In past experiments, researchers' attempts at reproducing the symptoms
of Parkinson's disease in animal models have involved cutting the
spinal cord in cats and monkeys. This extreme and brutal surgery
caused exaggerated stepping movements in the experimental animals,
intended to resemble the jerky movements of Parkinson's sufferers.
This mimicry, however, was merely superficial since it bore no similarity
to the underlying disease mechanism.
In a series of recent experiments on macaque monkeys, Oxford researchers
implanted electrodes and thin steel tubes deep in the brain. It
is a procedure which involves "substantial suffering" but which
is nonetheless routinely carried out on millions of laboratory animals.

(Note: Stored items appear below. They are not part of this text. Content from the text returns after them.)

impl Bot {
    /// Classifies one update and runs the matching handler, if any.
    /// Returns whether a handler ran. Never fails: handler errors go to the
    /// error sink, unmatched updates simply return false.
    pub async fn process_update(&self, update: Update) -> bool {
        let id = update.id;
        match update.kind {
            UpdateKind::Message(msg) => self.process_message(id, msg).await,
            UpdateKind::EditedMessage(msg) => {
                self.try_handle(endpoint::ON_EDITED, id, UpdateKind::EditedMessage(msg)).await
            }
            UpdateKind::ChannelPost(msg) => {
                let end = if msg.pinned.is_some() {
                    endpoint::ON_PINNED
                } else {
                    endpoint::ON_CHANNEL_POST
                };
                self.try_handle(end, id, UpdateKind::ChannelPost(msg)).await
            }
            UpdateKind::EditedChannelPost(msg) => {
                self.try_handle(
                    endpoint::ON_EDITED_CHANNEL_POST,
                    id,
                    UpdateKind::EditedChannelPost(msg),
                )
                .await
            }
            UpdateKind::Callback(mut cb) => {
                if let Some(data) = cb.data.strip_prefix(CALLBACK_MARKER) {
                    let (unique, payload) = match data.split_once('|') {
                        Some((unique, payload)) => (unique.to_string(), payload.to_string()),
                        None => (data.to_string(), String::new()),
                    };
                    let end = format!("{CALLBACK_MARKER}{unique}");
                    if self.registered(&end) {
                        cb.unique = unique;
                        cb.data = payload;
                        return self.try_handle(&end, id, UpdateKind::Callback(cb)).await;
                    }
                }
                self.try_handle(endpoint::ON_CALLBACK, id, UpdateKind::Callback(cb)).await
            }
            UpdateKind::Query(q) => {
                self.try_handle(endpoint::ON_QUERY, id, UpdateKind::Query(q)).await
            }
            UpdateKind::InlineResult(r) => {
                self.try_handle(endpoint::ON_INLINE_RESULT, id, UpdateKind::InlineResult(r)).await
            }
            UpdateKind::ShippingQuery(s) => {
                self.try_handle(endpoint::ON_SHIPPING, id, UpdateKind::ShippingQuery(s)).await
            }
            UpdateKind::PreCheckoutQuery(p) => {
                self.try_handle(endpoint::ON_CHECKOUT, id, UpdateKind::PreCheckoutQuery(p)).await
            }
            UpdateKind::Poll(p) => {
                self.try_handle(endpoint::ON_POLL, id, UpdateKind::Poll(p)).await
            }
            UpdateKind::PollAnswer(a) => {
                self.try_handle(endpoint::ON_POLL_ANSWER, id, UpdateKind::PollAnswer(a)).await
            }
            UpdateKind::MyChatMember(u) => {
                self.try_handle(endpoint::ON_MY_CHAT_MEMBER, id, UpdateKind::MyChatMember(u)).await
            }
            UpdateKind::ChatMember(u) => {
                self.try_handle(endpoint::ON_CHAT_MEMBER, id, UpdateKind::ChatMember(u)).await
            }
            UpdateKind::ChatJoinRequest(j) => {
                self.try_handle(endpoint::ON_CHAT_JOIN_REQUEST, id, UpdateKind::ChatJoinRequest(j))
                    .await
            }
            UpdateKind::None => false,
        }
    }

    async fn process_message(&self, id: i64, mut msg: Message) -> bool {
        use endpoint::*;

        if msg.pinned.is_some() {
            return self.try_handle(ON_PINNED, id, UpdateKind::Message(msg)).await;
        }

        if !msg.text.is_empty() {
            // Synthetic endpoint keys must never arrive as user text.
            if msg.text.starts_with(SENTINEL) {
                return true;
            }
            if let Some(cmd) = parse_command(&msg.text) {
                if let Some(target) = &cmd.target {
                    let me = self.username();
                    if !target.eq_ignore_ascii_case(&me) {
                        return false;
                    }
                }
                msg.payload = cmd.payload;
                if self.registered(&cmd.endpoint) {
                    return self
                        .try_handle(&cmd.endpoint, id, UpdateKind::Message(msg))
                        .await;
                }
            }
            let text = msg.text.clone();
            if self.registered(&text) {
                return self.try_handle(&text, id, UpdateKind::Message(msg)).await;
            }
            return self.try_handle(ON_TEXT, id, UpdateKind::Message(msg)).await;
        }

        if msg.has_media() {
            return self.handle_media(id, msg).await;
        }

        if msg.contact.is_some() {
            return self.try_handle(ON_CONTACT, id, UpdateKind::Message(msg)).await;
        }
        if msg.location.is_some() {
            return self.try_handle(ON_LOCATION, id, UpdateKind::Message(msg)).await;
        }
        if msg.venue.is_some() {
            return self.try_handle(ON_VENUE, id, UpdateKind::Message(msg)).await;
        }
        if msg.game.is_some() {
            return self.try_handle(ON_GAME, id, UpdateKind::Message(msg)).await;
        }
        if msg.dice.is_some() {
            return self.try_handle(ON_DICE, id, UpdateKind::Message(msg)).await;
        }
        if msg.invoice.is_some() {
            return self.try_handle(ON_INVOICE, id, UpdateKind::Message(msg)).await;
        }
        if msg.payment.is_some() {
            return self.try_handle(ON_PAYMENT, id, UpdateKind::Message(msg)).await;
        }
        if msg.topic_created.is_some() {
            return self.try_handle(ON_TOPIC_CREATED, id, UpdateKind::Message(msg)).await;
        }
        if msg.topic_reopened.is_some() {
            return self.try_handle(ON_TOPIC_REOPENED, id, UpdateKind::Message(msg)).await;
        }
        if msg.topic_closed.is_some() {
            return self.try_handle(ON_TOPIC_CLOSED, id, UpdateKind::Message(msg)).await;
        }
        if msg.topic_edited.is_some() {
            return self.try_handle(ON_TOPIC_EDITED, id, UpdateKind::Message(msg)).await;
        }
        if msg.general_topic_hidden.is_some() {
            return self.try_handle(ON_GENERAL_TOPIC_HIDDEN, id, UpdateKind::Message(msg)).await;
        }
        if msg.general_topic_unhidden.is_some() {
            return self
                .try_handle(ON_GENERAL_TOPIC_UNHIDDEN, id, UpdateKind::Message(msg))
                .await;
        }
        if msg.write_access_allowed.is_some() {
            return self.try_handle(ON_WRITE_ACCESS_ALLOWED, id, UpdateKind::Message(msg)).await;
        }

        let me = self.me().id;
        let was_added = msg.group_created
            || msg.supergroup_created
            || msg.user_joined.as_ref().is_some_and(|u| u.id == me)
            || msg
                .users_joined
                .as_ref()
                .is_some_and(|users| users.iter().any(|u| u.id == me));
        if was_added {
            return self.try_handle(ON_ADDED_TO_GROUP, id, UpdateKind::Message(msg)).await;
        }
        if msg.user_joined.is_some() {
            return self.try_handle(ON_USER_JOINED, id, UpdateKind::Message(msg)).await;
        }
        if let Some(users) = msg.users_joined.take() {
            // One invocation per joined user, each rewritten to the
            // single-user shape.
            let mut handled = false;
            for user in users {
                let mut one = msg.clone();
                one.user_joined = Some(user);
                handled |= self.try_handle(ON_USER_JOINED, id, UpdateKind::Message(one)).await;
            }
            return handled;
        }
        if msg.user_left.is_some() {
            return self.try_handle(ON_USER_LEFT, id, UpdateKind::Message(msg)).await;
        }
        if !msg.new_group_title.is_empty() {
            return self.try_handle(ON_NEW_GROUP_TITLE, id, UpdateKind::Message(msg)).await;
        }
        if msg.new_group_photo.is_some() {
            return self.try_handle(ON_NEW_GROUP_PHOTO, id, UpdateKind::Message(msg)).await;
        }
        if msg.group_photo_deleted {
            return self.try_handle(ON_GROUP_PHOTO_DELETED, id, UpdateKind::Message(msg)).await;
        }
        if msg.channel_created {
            return self.try_handle(ON_CHANNEL_CREATED, id, UpdateKind::Message(msg)).await;
        }
        if msg.migrate_to.is_some() {
            msg.migrate_from = Some(msg.chat.id);
            return self.try_handle(ON_MIGRATION, id, UpdateKind::Message(msg)).await;
        }

        if msg.video_chat_started.is_some() {
            return self.try_handle(ON_VIDEO_CHAT_STARTED, id, UpdateKind::Message(msg)).await;
        }
        if msg.video_chat_ended.is_some() {
            return self.try_handle(ON_VIDEO_CHAT_ENDED, id, UpdateKind::Message(msg)).await;
        }
        if msg.video_chat_participants.is_some() {
            return self
                .try_handle(ON_VIDEO_CHAT_PARTICIPANTS, id, UpdateKind::Message(msg))
                .await;
        }
        if msg.video_chat_scheduled.is_some() {
            return self.try_handle(ON_VIDEO_CHAT_SCHEDULED, id, UpdateKind::Message(msg)).await;
        }
        if msg.web_app_data.is_some() {
            return self.try_handle(ON_WEB_APP, id, UpdateKind::Message(msg)).await;
        }
        if msg.proximity_alert.is_some() {
            return self.try_handle(ON_PROXIMITY_ALERT, id, UpdateKind::Message(msg)).await;
        }
        if msg.auto_delete_timer.is_some() {
            return self.try_handle(ON_AUTO_DELETE_TIMER, id, UpdateKind::Message(msg)).await;
        }

        false
    }

    /// Dispatches the message's single media attachment: the specific
    /// category first, the generic media category as catch-all.
    async fn handle_media(&self, id: i64, msg: Message) -> bool {
        use endpoint::*;

        let specific = if msg.photo.is_some() {
            ON_PHOTO
        } else if msg.voice.is_some() {
            ON_VOICE
        } else if msg.audio.is_some() {
            ON_AUDIO
        } else if msg.animation.is_some() {
            ON_ANIMATION
        } else if msg.document.is_some() {
            ON_DOCUMENT
        } else if msg.sticker.is_some() {
            ON_STICKER
        } else if msg.video.is_some() {
            ON_VIDEO
        } else {
            ON_VIDEO_NOTE
        };
        if self.registered(specific) {
            return self.try_handle(specific, id, UpdateKind::Message(msg)).await;
        }
        self.try_handle(ON_MEDIA, id, UpdateKind::Message(msg)).await
    }

    /// Looks up `endpoint` and, if registered, runs its handler over a fresh
    /// context. In synchronous mode this returns after the handler (and
    /// context release) completes; otherwise the unit of work is spawned on
    /// the bot's task tracker and this returns immediately.
    async fn try_handle(&self, endpoint: &str, id: i64, kind: UpdateKind) -> bool {
        let Some((handler, middleware)) = self.lookup(endpoint) else {
            return false;
        };
        let ctx = self.acquire_context(Update { id, kind });
        let bot = self.clone();
        let unit = async move {
            if let Err(err) = run_chain(&ctx, &middleware, &handler).await {
                bot.sink_error(&err, Some(&ctx));
            }
            bot.release_context(ctx);
        };
        if self.synchronous() {
            unit.await;
        } else {
            self.tracker().spawn(unit);
        }
        true
    }
}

One anaesthetised 5 year old macaque monkey weighing 4.5kg had an
electrode implanted into the brain. Three weeks later, the electrode
was activated to study the effects of electrical stimulation at
different frequencies. In further experiments, two more macaque
monkeys had thin steel tubes (cannulas) implanted into their heads;
two weeks after surgery, chemical substances were injected into
one of the monkeys' brains. This had the effect of severely restricting
normal body movement. Finally, both monkeys were injected intravenously
with a compound called MPTP. This was designed to restrict normal
body movement still further and the effects were so severe that
the monkeys required intensive nursing. At the end of the experiment,
the animals were killed and their brains examined. Researchers concluded
that the experiments had highlighted which parts of monkeys' brains
played a role in reversing chemically induced brain damage and that
the results could be applied to human beings.
Funding: Medical
Research Council (UK) and the Norman
Collisson Foundation.
Exploration of the role of the upper brainstem in motor
control. Dipankar Nandi,
Prof John Stein,
Tipu
Zahed Aziz. Stereotactic
Functional Neurosurgery 2002;78:158-167.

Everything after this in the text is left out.